Start of RAW DATA
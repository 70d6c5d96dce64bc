//! Boat-like arrival steering shared by the chase and dock phases.

use bevy::prelude::*;

use crate::vessels::{
    arrival_speed, flatten, move_towards, rotate_heading_towards, HeadingSource, NavigationFault,
    SteerParams, Vessel,
};

// =============================================================================
// Constants
// =============================================================================

const MIN_TARGET_DISTANCE: f32 = 0.001;
const MIN_LOCK_LENGTH_SQUARED: f32 = 0.001;
const MIN_FORWARD_LENGTH_SQUARED: f32 = 0.0001;

// =============================================================================
// Steering
// =============================================================================

#[derive(Clone, Copy, Debug, PartialEq)]
pub struct SteerReport {
    /// Planar distance to the target before moving.
    pub distance: f32,
    pub desired_speed: f32,
    pub fault: Option<NavigationFault>,
}

/// Advances one vessel by one tick toward `target`.
///
/// The target is flattened onto the vessel's altitude, the heading turns at a
/// constant angular rate, and speed follows the arrival profile at the
/// vessel's accel/decel. When `target_velocity` is given, its component along
/// the vessel's forward axis is added to the arrival speed so a moving target
/// can be matched; the sum is capped at the max speed and the stop zone still
/// asks for zero.
pub fn steer(
    transform: &mut Transform,
    vessel: &mut Vessel,
    target: Vec3,
    target_velocity: Option<Vec3>,
    params: &SteerParams,
    heading: HeadingSource,
    delta_seconds: f32,
) -> SteerReport {
    let position = transform.translation;
    let to_target = flatten(target - position);
    let distance = to_target.length();
    let target_direction = (distance > MIN_TARGET_DISTANCE).then(|| to_target / distance);

    let desired_heading = match heading {
        HeadingSource::FreeChase => target_direction,
        HeadingSource::LockedTo(direction) => locked_heading(direction, target_direction),
    };

    let mut fault = None;
    let current_forward = flatten(transform.forward().as_vec3());
    match desired_heading {
        Some(desired) if current_forward.length_squared() > MIN_FORWARD_LENGTH_SQUARED => {
            let turn_rate = params.turn_rate_deg.min(vessel.propulsion.turn_rate_deg);
            let max_angle = turn_rate.to_radians() * delta_seconds;
            let new_forward = rotate_heading_towards(current_forward, desired, max_angle);
            transform.look_to(new_forward, Vec3::Y);
        }
        _ => fault = Some(NavigationFault::DegenerateGeometry),
    }

    let forward = transform.forward().as_vec3();
    let max_speed = params.max_speed.min(vessel.propulsion.max_speed);
    let arrival = arrival_speed(distance, max_speed, params.slow_radius, params.stop_distance);
    let desired_speed = match target_velocity {
        Some(velocity) if distance > params.stop_distance => {
            let matched = flatten(velocity).dot(flatten(forward)).max(0.0);
            (arrival + matched).min(max_speed)
        }
        _ => arrival,
    };

    let rate = if desired_speed > vessel.speed {
        vessel.propulsion.accel
    } else {
        vessel.propulsion.decel
    };
    vessel.speed = move_towards(vessel.speed, desired_speed, rate * delta_seconds);

    transform.translation += forward * vessel.speed * delta_seconds;

    SteerReport {
        distance,
        desired_speed,
        fault,
    }
}

/// Horizontal projection of `lock`. Only a vertical lock falls back to the
/// target direction.
fn locked_heading(lock: Vec3, target_direction: Option<Vec3>) -> Option<Vec3> {
    let lock = flatten(lock.normalize_or_zero());
    if lock.length_squared() < MIN_LOCK_LENGTH_SQUARED {
        return target_direction;
    }
    Some(lock.normalize())
}

// =============================================================================
// Tests
// =============================================================================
End of RAW DATA
▶ **EXERCISE**
Copy every entry exactly, leaving nothing out.

▶ **ANSWER TO THIS TASK**
repository 70d6c5d96dce64bc
//! Boat-like arrival steering shared by the chase and dock phases.

use bevy::prelude::*;

use crate::vessels::{
    arrival_speed, flatten, move_towards, rotate_heading_towards, HeadingSource, NavigationFault,
    SteerParams, Vessel,
};

// =============================================================================
// Constants
// =============================================================================

const MIN_TARGET_DISTANCE: f32 = 0.001;
const MIN_LOCK_LENGTH_SQUARED: f32 = 0.001;
const MIN_FORWARD_LENGTH_SQUARED: f32 = 0.0001;

// =============================================================================
// Steering
// =============================================================================

#[derive(Clone, Copy, Debug, PartialEq)]
pub struct SteerReport {
    /// Planar distance to the target before moving.
    pub distance: f32,
    pub desired_speed: f32,
    pub fault: Option<NavigationFault>,
}

/// Advances one vessel by one tick toward `target`.
///
/// The target is flattened onto the vessel's altitude, the heading turns at a
/// constant angular rate, and speed follows the arrival profile at the
/// vessel's accel/decel. When `target_velocity` is given, its component along
/// the vessel's forward axis is added to the arrival speed so a moving target
/// can be matched; the sum is capped at the max speed and the stop zone still
/// asks for zero.
pub fn steer(
    transform: &mut Transform,
    vessel: &mut Vessel,
    target: Vec3,
    target_velocity: Option<Vec3>,
    params: &SteerParams,
    heading: HeadingSource,
    delta_seconds: f32,
) -> SteerReport {
    let position = transform.translation;
    let to_target = flatten(target - position);
    let distance = to_target.length();
    let target_direction = (distance > MIN_TARGET_DISTANCE).then(|| to_target / distance);

    let desired_heading = match heading {
        HeadingSource::FreeChase => target_direction,
        HeadingSource::LockedTo(direction) => locked_heading(direction, target_direction),
    };

    let mut fault = None;
    let current_forward = flatten(transform.forward().as_vec3());
    match desired_heading {
        Some(desired) if current_forward.length_squared() > MIN_FORWARD_LENGTH_SQUARED => {
            let turn_rate = params.turn_rate_deg.min(vessel.propulsion.turn_rate_deg);
            let max_angle = turn_rate.to_radians() * delta_seconds;
            let new_forward = rotate_heading_towards(current_forward, desired, max_angle);
            transform.look_to(new_forward, Vec3::Y);
        }
        _ => fault = Some(NavigationFault::DegenerateGeometry),
    }

    let forward = transform.forward().as_vec3();
    let max_speed = params.max_speed.min(vessel.propulsion.max_speed);
    let arrival = arrival_speed(distance, max_speed, params.slow_radius, params.stop_distance);
    let desired_speed = match target_velocity {
        Some(velocity) if distance > params.stop_distance => {
            let matched = flatten(velocity).dot(flatten(forward)).max(0.0);
            (arrival + matched).min(max_speed)
        }
        _ => arrival,
    };

    let rate = if desired_speed > vessel.speed {
        vessel.propulsion.accel
    } else {
        vessel.propulsion.decel
    };
    vessel.speed = move_towards(vessel.speed, desired_speed, rate * delta_seconds);

    transform.translation += forward * vessel.speed * delta_seconds;

    SteerReport {
        distance,
        desired_speed,
        fault,
    }
}

/// Horizontal projection of `lock`. Only a vertical lock falls back to the
/// target direction.
fn locked_heading(lock: Vec3, target_direction: Option<Vec3>) -> Option<Vec3> {
    let lock = flatten(lock.normalize_or_zero());
    if lock.length_squared() < MIN_LOCK_LENGTH_SQUARED {
        return target_direction;
    }
    Some(lock.normalize())
}

// =============================================================================
// Tests
// =============================================================================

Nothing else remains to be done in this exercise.